Source data below:

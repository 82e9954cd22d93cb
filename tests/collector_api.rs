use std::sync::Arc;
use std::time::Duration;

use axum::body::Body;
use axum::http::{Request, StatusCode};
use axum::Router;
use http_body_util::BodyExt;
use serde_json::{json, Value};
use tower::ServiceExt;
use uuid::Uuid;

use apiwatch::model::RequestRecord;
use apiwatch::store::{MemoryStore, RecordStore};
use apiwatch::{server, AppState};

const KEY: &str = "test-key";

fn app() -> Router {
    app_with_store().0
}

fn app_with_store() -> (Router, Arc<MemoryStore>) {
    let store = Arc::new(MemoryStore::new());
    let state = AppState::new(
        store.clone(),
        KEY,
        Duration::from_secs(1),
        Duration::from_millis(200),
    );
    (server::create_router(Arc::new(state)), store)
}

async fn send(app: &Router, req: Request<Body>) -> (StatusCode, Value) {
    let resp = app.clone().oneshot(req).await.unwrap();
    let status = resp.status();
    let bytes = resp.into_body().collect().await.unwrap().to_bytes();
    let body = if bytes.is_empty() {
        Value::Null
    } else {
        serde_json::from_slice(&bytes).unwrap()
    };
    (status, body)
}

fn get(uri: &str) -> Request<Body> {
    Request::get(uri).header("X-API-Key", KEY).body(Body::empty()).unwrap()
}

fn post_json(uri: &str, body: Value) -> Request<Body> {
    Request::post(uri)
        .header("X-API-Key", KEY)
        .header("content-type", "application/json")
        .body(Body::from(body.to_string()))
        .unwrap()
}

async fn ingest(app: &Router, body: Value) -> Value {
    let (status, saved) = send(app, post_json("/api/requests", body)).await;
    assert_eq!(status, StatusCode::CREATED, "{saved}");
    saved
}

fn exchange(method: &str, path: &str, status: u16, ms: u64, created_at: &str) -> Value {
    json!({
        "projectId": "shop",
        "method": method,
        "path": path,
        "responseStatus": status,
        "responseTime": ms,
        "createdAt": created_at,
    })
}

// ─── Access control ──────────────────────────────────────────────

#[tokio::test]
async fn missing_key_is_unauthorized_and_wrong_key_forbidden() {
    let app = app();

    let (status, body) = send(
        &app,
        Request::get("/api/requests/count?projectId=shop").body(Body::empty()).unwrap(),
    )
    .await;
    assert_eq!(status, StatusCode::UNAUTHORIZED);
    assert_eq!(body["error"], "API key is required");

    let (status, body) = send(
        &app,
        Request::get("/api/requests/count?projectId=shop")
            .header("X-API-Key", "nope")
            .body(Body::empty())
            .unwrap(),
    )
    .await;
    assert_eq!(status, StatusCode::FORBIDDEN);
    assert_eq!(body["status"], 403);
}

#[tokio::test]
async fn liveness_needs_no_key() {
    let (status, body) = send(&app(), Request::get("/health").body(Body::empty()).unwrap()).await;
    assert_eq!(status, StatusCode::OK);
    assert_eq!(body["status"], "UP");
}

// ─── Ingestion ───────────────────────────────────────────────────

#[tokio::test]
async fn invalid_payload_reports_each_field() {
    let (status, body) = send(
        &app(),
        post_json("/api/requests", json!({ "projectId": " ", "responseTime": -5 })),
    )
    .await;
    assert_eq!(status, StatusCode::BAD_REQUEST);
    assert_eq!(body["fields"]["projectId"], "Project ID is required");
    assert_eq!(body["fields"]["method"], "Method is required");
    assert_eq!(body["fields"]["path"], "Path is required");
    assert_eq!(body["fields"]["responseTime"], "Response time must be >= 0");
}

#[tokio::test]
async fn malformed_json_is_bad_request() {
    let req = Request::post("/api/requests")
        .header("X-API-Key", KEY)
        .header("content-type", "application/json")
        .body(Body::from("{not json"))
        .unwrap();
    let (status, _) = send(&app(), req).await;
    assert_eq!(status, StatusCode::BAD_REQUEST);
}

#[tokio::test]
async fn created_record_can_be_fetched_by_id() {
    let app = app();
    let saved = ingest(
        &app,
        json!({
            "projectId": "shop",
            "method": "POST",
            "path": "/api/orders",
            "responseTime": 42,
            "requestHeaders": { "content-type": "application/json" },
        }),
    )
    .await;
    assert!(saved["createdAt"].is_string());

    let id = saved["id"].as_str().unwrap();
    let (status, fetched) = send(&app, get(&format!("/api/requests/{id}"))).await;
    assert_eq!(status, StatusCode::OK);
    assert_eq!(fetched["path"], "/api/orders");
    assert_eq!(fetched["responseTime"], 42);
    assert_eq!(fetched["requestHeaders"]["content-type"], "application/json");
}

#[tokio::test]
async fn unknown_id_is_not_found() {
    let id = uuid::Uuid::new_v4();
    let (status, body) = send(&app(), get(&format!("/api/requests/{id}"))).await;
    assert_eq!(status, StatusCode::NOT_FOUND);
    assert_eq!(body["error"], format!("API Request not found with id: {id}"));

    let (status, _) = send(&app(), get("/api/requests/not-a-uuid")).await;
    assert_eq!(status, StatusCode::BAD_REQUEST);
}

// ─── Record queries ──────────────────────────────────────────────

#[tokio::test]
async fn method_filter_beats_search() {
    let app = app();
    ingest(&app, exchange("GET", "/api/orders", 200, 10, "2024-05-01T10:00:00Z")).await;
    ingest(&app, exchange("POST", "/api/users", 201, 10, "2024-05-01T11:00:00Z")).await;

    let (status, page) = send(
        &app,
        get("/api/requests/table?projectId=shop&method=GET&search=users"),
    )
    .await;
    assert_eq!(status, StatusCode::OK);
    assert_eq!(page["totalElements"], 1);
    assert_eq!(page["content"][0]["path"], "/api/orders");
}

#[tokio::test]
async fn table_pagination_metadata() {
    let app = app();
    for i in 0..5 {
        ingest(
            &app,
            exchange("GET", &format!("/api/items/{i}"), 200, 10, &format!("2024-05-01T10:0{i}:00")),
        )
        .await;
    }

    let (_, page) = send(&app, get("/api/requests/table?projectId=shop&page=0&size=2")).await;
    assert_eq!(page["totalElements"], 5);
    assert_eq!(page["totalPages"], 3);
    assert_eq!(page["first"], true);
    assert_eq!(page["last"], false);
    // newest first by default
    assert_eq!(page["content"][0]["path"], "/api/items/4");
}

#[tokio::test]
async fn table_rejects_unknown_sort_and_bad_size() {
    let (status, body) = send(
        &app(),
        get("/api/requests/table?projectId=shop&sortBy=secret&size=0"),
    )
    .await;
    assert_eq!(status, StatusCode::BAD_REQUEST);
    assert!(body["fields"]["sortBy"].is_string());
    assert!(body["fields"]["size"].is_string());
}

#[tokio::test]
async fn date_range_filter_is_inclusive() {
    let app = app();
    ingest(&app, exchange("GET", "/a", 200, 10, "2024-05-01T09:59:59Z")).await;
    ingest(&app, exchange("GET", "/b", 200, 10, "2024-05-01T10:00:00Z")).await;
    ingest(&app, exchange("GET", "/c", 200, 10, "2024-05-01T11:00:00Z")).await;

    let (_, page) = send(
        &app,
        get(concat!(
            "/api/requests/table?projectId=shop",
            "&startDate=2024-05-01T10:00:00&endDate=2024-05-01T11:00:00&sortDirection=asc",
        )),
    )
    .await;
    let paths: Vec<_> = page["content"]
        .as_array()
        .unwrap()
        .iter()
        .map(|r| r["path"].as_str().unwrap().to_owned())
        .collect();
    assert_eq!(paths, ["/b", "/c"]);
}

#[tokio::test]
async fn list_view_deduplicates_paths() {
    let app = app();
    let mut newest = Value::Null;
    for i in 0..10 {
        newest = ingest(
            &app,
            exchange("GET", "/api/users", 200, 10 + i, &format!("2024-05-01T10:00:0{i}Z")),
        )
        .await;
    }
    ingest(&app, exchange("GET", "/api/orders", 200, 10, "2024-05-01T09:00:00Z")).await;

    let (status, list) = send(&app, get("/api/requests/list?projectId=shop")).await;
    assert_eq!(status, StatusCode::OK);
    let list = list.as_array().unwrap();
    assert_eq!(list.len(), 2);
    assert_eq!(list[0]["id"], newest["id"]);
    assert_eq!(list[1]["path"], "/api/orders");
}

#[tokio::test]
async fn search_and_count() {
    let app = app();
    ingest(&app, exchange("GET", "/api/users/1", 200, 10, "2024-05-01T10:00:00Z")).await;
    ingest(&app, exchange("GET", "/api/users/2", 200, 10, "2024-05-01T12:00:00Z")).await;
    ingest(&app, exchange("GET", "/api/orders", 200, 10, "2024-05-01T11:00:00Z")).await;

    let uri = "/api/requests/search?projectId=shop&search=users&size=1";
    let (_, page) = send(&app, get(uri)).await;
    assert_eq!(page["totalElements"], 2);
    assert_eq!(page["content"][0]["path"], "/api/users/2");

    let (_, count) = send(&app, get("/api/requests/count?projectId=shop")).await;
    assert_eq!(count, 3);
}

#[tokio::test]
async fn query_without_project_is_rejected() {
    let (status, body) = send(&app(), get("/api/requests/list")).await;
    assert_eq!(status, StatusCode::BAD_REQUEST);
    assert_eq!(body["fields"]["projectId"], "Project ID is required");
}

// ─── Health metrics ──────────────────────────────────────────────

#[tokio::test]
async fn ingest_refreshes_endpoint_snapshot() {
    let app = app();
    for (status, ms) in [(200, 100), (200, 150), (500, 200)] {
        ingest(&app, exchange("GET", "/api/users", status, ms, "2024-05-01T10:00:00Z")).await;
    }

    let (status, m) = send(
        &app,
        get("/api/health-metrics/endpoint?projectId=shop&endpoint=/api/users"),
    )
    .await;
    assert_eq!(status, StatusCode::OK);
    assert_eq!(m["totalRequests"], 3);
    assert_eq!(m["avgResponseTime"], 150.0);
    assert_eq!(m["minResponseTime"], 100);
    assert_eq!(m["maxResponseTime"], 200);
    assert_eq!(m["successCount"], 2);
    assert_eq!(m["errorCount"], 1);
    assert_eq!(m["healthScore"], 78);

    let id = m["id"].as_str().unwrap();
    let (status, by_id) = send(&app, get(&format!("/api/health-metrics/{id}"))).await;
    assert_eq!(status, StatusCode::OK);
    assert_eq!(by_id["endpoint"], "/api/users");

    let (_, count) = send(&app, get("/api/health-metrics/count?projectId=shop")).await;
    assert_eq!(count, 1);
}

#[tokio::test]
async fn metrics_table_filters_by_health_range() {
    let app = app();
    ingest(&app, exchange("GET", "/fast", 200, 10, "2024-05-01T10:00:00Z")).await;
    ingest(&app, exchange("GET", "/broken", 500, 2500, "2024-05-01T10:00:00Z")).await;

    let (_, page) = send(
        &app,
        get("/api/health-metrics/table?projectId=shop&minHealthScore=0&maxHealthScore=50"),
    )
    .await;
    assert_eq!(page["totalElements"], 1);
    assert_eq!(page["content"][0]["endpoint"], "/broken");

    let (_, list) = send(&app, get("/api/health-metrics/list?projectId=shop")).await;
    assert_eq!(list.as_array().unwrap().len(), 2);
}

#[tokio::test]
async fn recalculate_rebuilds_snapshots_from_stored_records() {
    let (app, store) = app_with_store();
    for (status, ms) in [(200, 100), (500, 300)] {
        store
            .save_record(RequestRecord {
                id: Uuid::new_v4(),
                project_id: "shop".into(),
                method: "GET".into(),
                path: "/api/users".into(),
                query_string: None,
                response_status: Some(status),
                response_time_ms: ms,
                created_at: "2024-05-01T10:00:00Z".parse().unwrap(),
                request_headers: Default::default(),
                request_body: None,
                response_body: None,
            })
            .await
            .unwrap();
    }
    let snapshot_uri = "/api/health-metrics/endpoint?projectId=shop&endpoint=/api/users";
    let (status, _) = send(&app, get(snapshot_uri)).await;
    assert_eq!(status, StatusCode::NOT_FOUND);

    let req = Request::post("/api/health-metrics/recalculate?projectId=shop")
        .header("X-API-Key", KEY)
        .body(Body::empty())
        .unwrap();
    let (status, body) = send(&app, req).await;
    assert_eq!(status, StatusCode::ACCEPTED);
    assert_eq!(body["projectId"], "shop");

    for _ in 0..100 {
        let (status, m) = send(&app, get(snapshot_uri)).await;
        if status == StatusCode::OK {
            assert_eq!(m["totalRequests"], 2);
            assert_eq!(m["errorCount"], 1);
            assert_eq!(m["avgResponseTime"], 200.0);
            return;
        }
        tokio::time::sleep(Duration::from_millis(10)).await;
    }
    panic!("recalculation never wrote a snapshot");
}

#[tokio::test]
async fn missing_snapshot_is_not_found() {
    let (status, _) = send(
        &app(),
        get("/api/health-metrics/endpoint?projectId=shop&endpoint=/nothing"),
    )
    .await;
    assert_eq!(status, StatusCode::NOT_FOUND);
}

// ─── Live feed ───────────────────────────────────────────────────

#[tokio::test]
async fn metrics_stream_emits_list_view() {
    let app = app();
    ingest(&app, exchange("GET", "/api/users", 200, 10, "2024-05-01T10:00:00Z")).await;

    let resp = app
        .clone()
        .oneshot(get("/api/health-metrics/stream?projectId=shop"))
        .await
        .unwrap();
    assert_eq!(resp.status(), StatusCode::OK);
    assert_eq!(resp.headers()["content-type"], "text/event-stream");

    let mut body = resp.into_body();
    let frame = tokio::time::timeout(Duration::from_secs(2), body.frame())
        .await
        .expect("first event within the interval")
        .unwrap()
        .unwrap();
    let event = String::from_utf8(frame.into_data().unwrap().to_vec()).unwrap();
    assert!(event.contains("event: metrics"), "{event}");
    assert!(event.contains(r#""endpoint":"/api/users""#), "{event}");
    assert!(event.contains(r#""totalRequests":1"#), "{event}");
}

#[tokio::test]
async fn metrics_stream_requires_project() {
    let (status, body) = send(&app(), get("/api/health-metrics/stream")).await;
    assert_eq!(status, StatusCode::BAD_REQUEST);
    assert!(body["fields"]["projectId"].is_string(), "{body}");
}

End of Source data.
Source data below:

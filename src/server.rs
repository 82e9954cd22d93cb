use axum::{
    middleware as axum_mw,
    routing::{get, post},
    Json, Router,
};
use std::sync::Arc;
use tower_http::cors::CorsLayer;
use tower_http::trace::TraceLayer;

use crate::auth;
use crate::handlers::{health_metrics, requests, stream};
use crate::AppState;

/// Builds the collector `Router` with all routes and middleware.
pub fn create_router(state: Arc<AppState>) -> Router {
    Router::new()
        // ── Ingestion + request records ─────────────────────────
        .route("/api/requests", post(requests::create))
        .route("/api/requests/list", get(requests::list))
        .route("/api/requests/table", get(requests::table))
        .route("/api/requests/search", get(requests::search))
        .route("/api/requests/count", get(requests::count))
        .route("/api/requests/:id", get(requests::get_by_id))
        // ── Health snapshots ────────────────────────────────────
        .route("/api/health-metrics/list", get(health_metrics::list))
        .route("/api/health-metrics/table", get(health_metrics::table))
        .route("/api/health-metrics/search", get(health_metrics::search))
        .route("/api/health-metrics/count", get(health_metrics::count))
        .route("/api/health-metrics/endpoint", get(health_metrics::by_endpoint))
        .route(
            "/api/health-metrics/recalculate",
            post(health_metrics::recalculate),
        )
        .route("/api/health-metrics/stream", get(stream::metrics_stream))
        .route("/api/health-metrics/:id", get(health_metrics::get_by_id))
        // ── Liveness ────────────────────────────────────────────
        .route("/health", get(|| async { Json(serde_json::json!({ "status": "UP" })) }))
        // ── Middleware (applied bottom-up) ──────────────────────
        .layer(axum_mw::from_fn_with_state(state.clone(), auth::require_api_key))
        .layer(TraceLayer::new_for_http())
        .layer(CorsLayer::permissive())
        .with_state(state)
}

End of Source data.

* **Work order**
Looking back at the data above, tally each line that includes the word "bytes", then answer with the total alone.

* **Solution to this task**
3